N°13/2010 Registro Stampa Trib.di Roma il 19/01/2010 - Direttore Responsabile: Giulio de Nicolais d'Afflitto.
NUMERO 181° Febbraio 2026 Anno XVI°               

Trastevere tra storia, magia e teatro.

Trastevere tra storia, magia e teatro.
by Claudia Vincenzino
 
Trastevere è un abbraccio di vicoli stretti e odori antichi, dove il Tevere sussurra storie di marinai e ribelli sotto i ponti illuminati dalla luna. Immagina di perderti tra case rosa e rampicanti selvaggi, mentre un gatto randagio ti guida verso piazze dimenticate, dove il tempo si ferma tra un caffè amaro e un gesto romano. Qui, l’aria sa di pizza alla cutatora e di basilico ribelle, nata nei cortili di pescatori etruschi che sfidavano il fiume con le loro barche logore.
Oltre il Ponte Sisto, il quartiere si svela come un quadro vivo: Santa Maria brilla con mosaici d’oro che narrano di madonne medievali, mentre i vicoli pulsano di chitarre sfibrate e risate sguaiate. I trasteverini, con il loro dialetto tagliente come un coltello da cucina, custodiscono segreti di vigili romani incisi sui muri, graffiti che ancora ridono del fuoco domato tremila anni fa.
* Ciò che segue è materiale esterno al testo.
// Collections listing
//
// Picking a collection writes the selection first and only then asks for the
// chat location, so the chat screen's first frame already sees the new value.

use crate::message::Message;
use crate::model::CollectionId;
use crate::route::Route;
use crate::state::{CatalogState, CatalogStatus, CollectionSelector};
use crate::style;
use eframe::egui;
use egui_extras::{Column, TableBuilder};

pub fn open_collection(
    selector: &mut CollectionSelector<'_>,
    id: CollectionId,
    outbox: &mut Vec<Message>,
) {
    selector.select(Some(id.clone()));
    // An id that cannot be written as a segment is reached through the selection
    let route_id = id.is_path_segment().then_some(id);
    outbox.push(Message::Navigate(Route::Chat(route_id)));
}

pub fn show(
    ui: &mut egui::Ui,
    catalog: &CatalogState,
    mut selector: CollectionSelector<'_>,
    outbox: &mut Vec<Message>,
) {
    ui.horizontal(|ui| {
        ui.heading("Collections");
        ui.with_layout(egui::Layout::right_to_left(egui::Align::Center), |ui| {
            if ui
                .add_enabled(!catalog.is_loading(), egui::Button::new("⟳ Refresh"))
                .clicked()
            {
                outbox.push(Message::RefreshCollections);
            }
            if ui
                .add_enabled(selector.selected().is_some(), egui::Button::new("Clear selection"))
                .clicked()
            {
                selector.select(None);
            }
        });
    });
    ui.separator();

    match &catalog.status {
        CatalogStatus::Idle | CatalogStatus::Loading => {
            ui.horizontal(|ui| {
                ui.spinner();
                ui.label("Loading collections…");
            });
            return;
        }
        CatalogStatus::Failed(message) => {
            ui.colored_label(egui::Color32::RED, format!("Could not load collections: {}", message));
            if catalog.collections().is_empty() {
                return;
            }
        }
        CatalogStatus::Loaded => {}
    }

    if catalog.collections().is_empty() {
        ui.label("No collections yet. Add some to the configuration file.");
        return;
    }

    let accent = style::ACCENT;
    let collections = catalog.collections();

    TableBuilder::new(ui)
        .striped(true)
        .resizable(true)
        .cell_layout(egui::Layout::left_to_right(egui::Align::Center))
        .column(Column::initial(200.0).at_least(120.0))
        .column(Column::auto().at_least(90.0))
        .column(Column::remainder().clip(true))
        .column(Column::auto())
        .header(style::HEADER_HEIGHT, |mut header| {
            header.col(|ui| {
                ui.strong("Name");
            });
            header.col(|ui| {
                ui.strong("Documents");
            });
            header.col(|ui| {
                ui.strong("Description");
            });
            header.col(|_ui| {});
        })
        .body(|body| {
            body.rows(style::ROW_HEIGHT, collections.len(), |mut row| {
                let collection = &collections[row.index()];
                let is_selected = selector.selected() == Some(&collection.id);
                row.set_selected(is_selected);

                row.col(|ui| {
                    let text = egui::RichText::new(&collection.name);
                    let text = if is_selected { text.color(accent).strong() } else { text };
                    style::truncated_label(ui, text);
                });
                row.col(|ui| {
                    ui.label(collection.documents_label());
                });
                row.col(|ui| {
                    style::truncated_label(ui, collection.description.as_str());
                });
                row.col(|ui| {
                    if ui.button("Open chat").clicked() {
                        open_collection(&mut selector, collection.id.clone(), outbox);
                    }
                });
            });
        });
}
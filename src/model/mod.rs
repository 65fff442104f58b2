pub mod chat;
pub mod collection;

pub use chat::{ChatMessage, Role};
pub use collection::{Collection, CollectionId};
// Collection identifiers and listing metadata
use serde::{Deserialize, Serialize};
use std::fmt;

/// Opaque identifier of a document collection.
///
/// Nothing in the shell interprets the value: whatever arrives from the
/// listing or from a location segment is carried through untouched.
#[derive(Clone, Debug, PartialEq, Eq, Hash, Serialize, Deserialize)]
#[serde(transparent)]
pub struct CollectionId(String);

impl CollectionId {
    pub fn new(id: impl Into<String>) -> Self {
        Self(id.into())
    }

    pub fn as_str(&self) -> &str {
        &self.0
    }

    /// Whether the id can stand alone as the last segment of `/chat/{id}`
    /// and come back unchanged when that path is parsed.
    pub fn is_path_segment(&self) -> bool {
        !self.0.is_empty()
            && !self
                .0
                .chars()
                .any(|c| matches!(c, '/' | '?' | '#') || c.is_whitespace())
    }
}

impl fmt::Display for CollectionId {
    fn fmt(&self, f: &mut fmt::Formatter<'_>) -> fmt::Result {
        f.write_str(&self.0)
    }
}

impl From<&str> for CollectionId {
    fn from(id: &str) -> Self {
        Self::new(id)
    }
}

impl From<String> for CollectionId {
    fn from(id: String) -> Self {
        Self(id)
    }
}

#[derive(Clone, Debug, PartialEq, Serialize, Deserialize)]
pub struct Collection {
    pub id: CollectionId,
    pub name: String,
    #[serde(default)]
    pub description: String,
    #[serde(default)]
    pub document_count: usize,
}

impl Collection {
    pub fn new(id: impl Into<CollectionId>, name: impl Into<String>) -> Self {
        Self {
            id: id.into(),
            name: name.into(),
            description: String::new(),
            document_count: 0,
        }
    }

    pub fn with_description(mut self, description: impl Into<String>) -> Self {
        self.description = description.into();
        self
    }

    pub fn with_document_count(mut self, count: usize) -> Self {
        self.document_count = count;
        self
    }

    pub fn documents_label(&self) -> String {
        match self.document_count {
            1 => "1 document".to_string(),
            n => format!("{} documents", n),
        }
    }
}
È il posto dove artisti bohemien dipingevano sogni su tele rubate alla notte, e dove oggi un muratore canticchia De André mentre sistema un’edicola votiva alla Vergine.
Camminando, inciampi in osterie clandestine che servono supplì croccanti come promesse non mantenute, e in botteghe di artigiani che scolpiscono il legno con mani callose, eredi di siriani e ebrei che qui trovarono rifugio dal caos imperiale. La sera, il quartiere si accende di lanterne tremolanti, e Piazza Trilussa diventa un teatro di strada dove poeti ubriachi declamano versi contro il turismo vorace. Eppure, Trastevere resiste: un geroglifico vivente di Roma, dove il Ponte Garibaldi vibra al passo di coppie innamorate, e l’alba riporta il silenzio dei conventi, con suore che pregano per i peccatori del giorno dopo.
È caos ordinato, sacro e profano intrecciati come i panni stesi sui balconi: un rione che non si lascia conquistare, ma ti cattura l’anima con un sorriso sghembo e un bicchiere di frascati. Qui, tra il clamore di un mercato rionale e il silenzio di un chiostro, Roma rivela il suo cuore più vero, ribelle e poetico, eterno come il Tevere che lo bagna. come fotografa, amo spesso andare a Trastevere e catturare  i momenti con la mia macchina fotografica.
 
Nel cuore di Trastevere c'è il Teatro di Trastevere, in Via Jacopa de’ Settesoli, 3. nei prossimi giorni dal 12 al 15 FEBBRAIO 2026: DISTOPIK darà due spettacoli in una serata: "133 metri sul livello del mare" di Giovanni Caloro e Francesca Pimpinelli, interpretato da Francesca Pimpinelli e diretto da Giovanni Caloro, e a seguire "Controllo 26" scritto e diretto da Michele Demaria, interpretato da Ludovica Apollonj Ghetti e Francesca Pimpinelli. 
DISTOPIK è un grido d'allarme, lanciato da due compagnie teatrali romane, Lumik e Sputnik, che propongono due atti unici in una serata all’insegna della distopia.